The required output is the lines below from the line containing "let verb = request.verb;" to the line containing "self.dialogs.push(DialogNode::conflict(source, target, reply));", inclusive, retyped exactly. No other lines belong in it.

■ **Material for this task**:
= Beginning of Section =
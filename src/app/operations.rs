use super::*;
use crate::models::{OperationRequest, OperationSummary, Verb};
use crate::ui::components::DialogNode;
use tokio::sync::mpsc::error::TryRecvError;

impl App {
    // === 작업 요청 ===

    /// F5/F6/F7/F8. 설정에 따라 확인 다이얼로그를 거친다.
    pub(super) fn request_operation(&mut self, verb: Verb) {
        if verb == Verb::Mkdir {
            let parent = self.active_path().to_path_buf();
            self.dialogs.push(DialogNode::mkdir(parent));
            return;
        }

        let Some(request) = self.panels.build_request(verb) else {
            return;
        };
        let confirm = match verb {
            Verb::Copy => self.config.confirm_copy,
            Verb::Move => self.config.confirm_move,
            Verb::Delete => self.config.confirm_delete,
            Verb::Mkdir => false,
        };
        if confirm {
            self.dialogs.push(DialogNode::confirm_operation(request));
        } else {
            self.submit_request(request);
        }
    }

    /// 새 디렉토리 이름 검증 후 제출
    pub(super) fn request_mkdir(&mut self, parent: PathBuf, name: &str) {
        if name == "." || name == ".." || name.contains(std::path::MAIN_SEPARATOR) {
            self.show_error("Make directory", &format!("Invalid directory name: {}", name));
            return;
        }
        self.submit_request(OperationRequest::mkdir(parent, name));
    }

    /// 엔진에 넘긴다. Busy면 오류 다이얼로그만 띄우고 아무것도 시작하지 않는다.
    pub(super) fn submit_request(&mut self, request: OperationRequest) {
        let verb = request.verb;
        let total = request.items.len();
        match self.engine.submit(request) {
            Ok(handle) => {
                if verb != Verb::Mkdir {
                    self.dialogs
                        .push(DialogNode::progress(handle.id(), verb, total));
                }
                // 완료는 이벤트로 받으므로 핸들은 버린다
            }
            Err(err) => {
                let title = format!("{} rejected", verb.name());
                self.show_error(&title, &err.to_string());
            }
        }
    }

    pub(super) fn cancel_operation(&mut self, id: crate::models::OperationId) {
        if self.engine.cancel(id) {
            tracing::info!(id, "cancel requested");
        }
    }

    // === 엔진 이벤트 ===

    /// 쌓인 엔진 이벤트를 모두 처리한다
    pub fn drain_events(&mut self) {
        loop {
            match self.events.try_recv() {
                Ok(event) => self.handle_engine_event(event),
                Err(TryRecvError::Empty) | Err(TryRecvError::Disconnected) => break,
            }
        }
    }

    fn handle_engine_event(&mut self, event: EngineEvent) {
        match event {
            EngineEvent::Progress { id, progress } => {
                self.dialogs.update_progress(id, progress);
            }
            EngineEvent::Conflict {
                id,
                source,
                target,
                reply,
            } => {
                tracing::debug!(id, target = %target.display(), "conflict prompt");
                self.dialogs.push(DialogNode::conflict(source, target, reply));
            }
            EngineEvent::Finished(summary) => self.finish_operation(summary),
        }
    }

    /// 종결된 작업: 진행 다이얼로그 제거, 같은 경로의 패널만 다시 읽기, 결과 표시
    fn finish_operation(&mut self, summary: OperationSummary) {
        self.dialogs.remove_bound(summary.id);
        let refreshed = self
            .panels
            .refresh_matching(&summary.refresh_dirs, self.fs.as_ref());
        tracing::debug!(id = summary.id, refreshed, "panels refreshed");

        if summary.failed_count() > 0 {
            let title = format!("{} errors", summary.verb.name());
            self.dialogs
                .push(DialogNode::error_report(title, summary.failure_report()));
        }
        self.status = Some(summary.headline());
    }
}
= End of Section =
= Beginning of Section =
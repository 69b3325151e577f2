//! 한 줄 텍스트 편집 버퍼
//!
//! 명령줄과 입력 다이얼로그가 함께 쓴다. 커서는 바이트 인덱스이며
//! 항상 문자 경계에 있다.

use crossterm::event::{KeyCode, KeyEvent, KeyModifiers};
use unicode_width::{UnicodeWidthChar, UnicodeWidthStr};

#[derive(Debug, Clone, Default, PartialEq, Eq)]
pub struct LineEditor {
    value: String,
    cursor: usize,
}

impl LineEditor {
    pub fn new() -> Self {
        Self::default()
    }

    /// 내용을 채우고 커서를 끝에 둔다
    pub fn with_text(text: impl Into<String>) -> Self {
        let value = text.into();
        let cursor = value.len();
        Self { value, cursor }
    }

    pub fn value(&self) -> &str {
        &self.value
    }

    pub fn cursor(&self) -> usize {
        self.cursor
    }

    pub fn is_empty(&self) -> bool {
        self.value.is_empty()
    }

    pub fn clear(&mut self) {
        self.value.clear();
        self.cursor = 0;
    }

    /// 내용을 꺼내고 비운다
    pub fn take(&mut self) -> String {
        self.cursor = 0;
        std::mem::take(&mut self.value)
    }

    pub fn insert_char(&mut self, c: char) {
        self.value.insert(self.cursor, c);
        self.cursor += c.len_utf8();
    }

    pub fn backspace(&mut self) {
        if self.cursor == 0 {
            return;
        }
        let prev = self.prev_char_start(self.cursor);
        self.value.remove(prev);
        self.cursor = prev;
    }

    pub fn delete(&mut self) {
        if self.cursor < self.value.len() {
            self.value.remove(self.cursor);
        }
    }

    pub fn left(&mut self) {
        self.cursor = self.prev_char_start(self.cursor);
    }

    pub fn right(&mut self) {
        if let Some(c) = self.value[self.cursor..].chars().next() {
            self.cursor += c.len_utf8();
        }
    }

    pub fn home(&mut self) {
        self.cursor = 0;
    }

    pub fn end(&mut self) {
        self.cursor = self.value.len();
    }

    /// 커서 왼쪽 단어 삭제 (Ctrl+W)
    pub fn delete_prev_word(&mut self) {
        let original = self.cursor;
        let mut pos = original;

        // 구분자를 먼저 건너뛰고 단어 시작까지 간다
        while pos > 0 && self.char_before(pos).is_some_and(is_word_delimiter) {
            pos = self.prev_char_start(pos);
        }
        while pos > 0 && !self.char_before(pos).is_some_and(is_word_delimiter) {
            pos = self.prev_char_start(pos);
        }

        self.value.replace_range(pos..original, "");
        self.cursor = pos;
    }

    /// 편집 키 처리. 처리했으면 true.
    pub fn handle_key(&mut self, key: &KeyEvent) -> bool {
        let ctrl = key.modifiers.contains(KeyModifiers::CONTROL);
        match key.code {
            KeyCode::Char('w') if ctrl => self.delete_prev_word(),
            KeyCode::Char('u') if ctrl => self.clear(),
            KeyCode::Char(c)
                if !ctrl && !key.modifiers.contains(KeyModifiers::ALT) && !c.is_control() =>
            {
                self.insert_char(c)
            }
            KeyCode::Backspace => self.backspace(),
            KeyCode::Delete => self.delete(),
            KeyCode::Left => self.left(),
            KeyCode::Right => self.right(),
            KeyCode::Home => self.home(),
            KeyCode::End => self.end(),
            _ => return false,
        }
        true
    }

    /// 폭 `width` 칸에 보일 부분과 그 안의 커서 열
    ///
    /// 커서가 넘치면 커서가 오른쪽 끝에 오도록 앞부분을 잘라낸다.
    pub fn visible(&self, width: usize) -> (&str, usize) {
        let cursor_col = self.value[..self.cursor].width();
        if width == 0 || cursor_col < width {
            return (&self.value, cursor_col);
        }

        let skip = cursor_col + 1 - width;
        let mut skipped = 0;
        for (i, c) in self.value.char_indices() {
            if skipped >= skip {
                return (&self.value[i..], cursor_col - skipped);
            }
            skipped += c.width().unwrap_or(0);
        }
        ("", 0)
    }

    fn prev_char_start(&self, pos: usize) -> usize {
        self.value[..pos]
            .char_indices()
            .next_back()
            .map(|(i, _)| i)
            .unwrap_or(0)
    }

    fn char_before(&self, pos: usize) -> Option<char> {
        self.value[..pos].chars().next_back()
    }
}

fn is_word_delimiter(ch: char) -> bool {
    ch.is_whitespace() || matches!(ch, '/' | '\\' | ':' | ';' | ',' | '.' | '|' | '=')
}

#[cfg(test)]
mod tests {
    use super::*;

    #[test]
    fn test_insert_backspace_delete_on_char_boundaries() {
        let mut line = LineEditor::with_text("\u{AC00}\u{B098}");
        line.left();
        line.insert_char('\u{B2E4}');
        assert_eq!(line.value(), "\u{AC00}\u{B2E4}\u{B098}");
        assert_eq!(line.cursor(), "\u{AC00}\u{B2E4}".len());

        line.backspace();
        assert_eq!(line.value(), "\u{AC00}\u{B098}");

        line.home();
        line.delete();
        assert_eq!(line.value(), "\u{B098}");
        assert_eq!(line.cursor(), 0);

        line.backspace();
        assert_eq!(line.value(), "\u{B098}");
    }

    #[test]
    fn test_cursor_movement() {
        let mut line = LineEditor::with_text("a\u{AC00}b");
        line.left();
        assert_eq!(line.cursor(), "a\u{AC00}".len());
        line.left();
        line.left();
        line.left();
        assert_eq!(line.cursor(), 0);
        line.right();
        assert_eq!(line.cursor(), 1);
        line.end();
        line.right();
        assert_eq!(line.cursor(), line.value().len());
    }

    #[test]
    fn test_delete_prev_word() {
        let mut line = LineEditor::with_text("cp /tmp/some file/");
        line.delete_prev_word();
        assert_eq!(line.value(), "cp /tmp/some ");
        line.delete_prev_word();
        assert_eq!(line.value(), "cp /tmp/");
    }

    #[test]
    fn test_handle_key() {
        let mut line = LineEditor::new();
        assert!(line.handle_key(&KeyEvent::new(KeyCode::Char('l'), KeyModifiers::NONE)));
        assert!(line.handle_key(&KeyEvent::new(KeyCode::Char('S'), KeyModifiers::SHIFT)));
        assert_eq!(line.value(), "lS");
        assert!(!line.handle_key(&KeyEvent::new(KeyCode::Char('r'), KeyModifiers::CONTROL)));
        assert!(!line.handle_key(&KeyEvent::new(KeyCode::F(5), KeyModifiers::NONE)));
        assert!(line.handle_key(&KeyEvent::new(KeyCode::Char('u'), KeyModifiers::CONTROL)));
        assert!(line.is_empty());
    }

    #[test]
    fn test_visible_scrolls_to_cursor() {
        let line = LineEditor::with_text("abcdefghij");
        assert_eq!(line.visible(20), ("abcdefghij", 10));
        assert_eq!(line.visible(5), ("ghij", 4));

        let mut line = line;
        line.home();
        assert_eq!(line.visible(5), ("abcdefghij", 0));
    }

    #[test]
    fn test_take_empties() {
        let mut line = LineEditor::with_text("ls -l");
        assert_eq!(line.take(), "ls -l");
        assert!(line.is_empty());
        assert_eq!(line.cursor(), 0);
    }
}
= End of Section =
■ **Exercise solution**:
        let verb = request.verb;
        let total = request.items.len();
        match self.engine.submit(request) {
            Ok(handle) => {
                if verb != Verb::Mkdir {
                    self.dialogs
                        .push(DialogNode::progress(handle.id(), verb, total));
                }
                // 완료는 이벤트로 받으므로 핸들은 버린다
            }
            Err(err) => {
                let title = format!("{} rejected", verb.name());
                self.show_error(&title, &err.to_string());
            }
        }
    }

    pub(super) fn cancel_operation(&mut self, id: crate::models::OperationId) {
        if self.engine.cancel(id) {
            tracing::info!(id, "cancel requested");
        }
    }

    // === 엔진 이벤트 ===

    /// 쌓인 엔진 이벤트를 모두 처리한다
    pub fn drain_events(&mut self) {
        loop {
            match self.events.try_recv() {
                Ok(event) => self.handle_engine_event(event),
                Err(TryRecvError::Empty) | Err(TryRecvError::Disconnected) => break,
            }
        }
    }

    fn handle_engine_event(&mut self, event: EngineEvent) {
        match event {
            EngineEvent::Progress { id, progress } => {
                self.dialogs.update_progress(id, progress);
            }
            EngineEvent::Conflict {
                id,
                source,
                target,
                reply,
            } => {
                tracing::debug!(id, target = %target.display(), "conflict prompt");
                self.dialogs.push(DialogNode::conflict(source, target, reply));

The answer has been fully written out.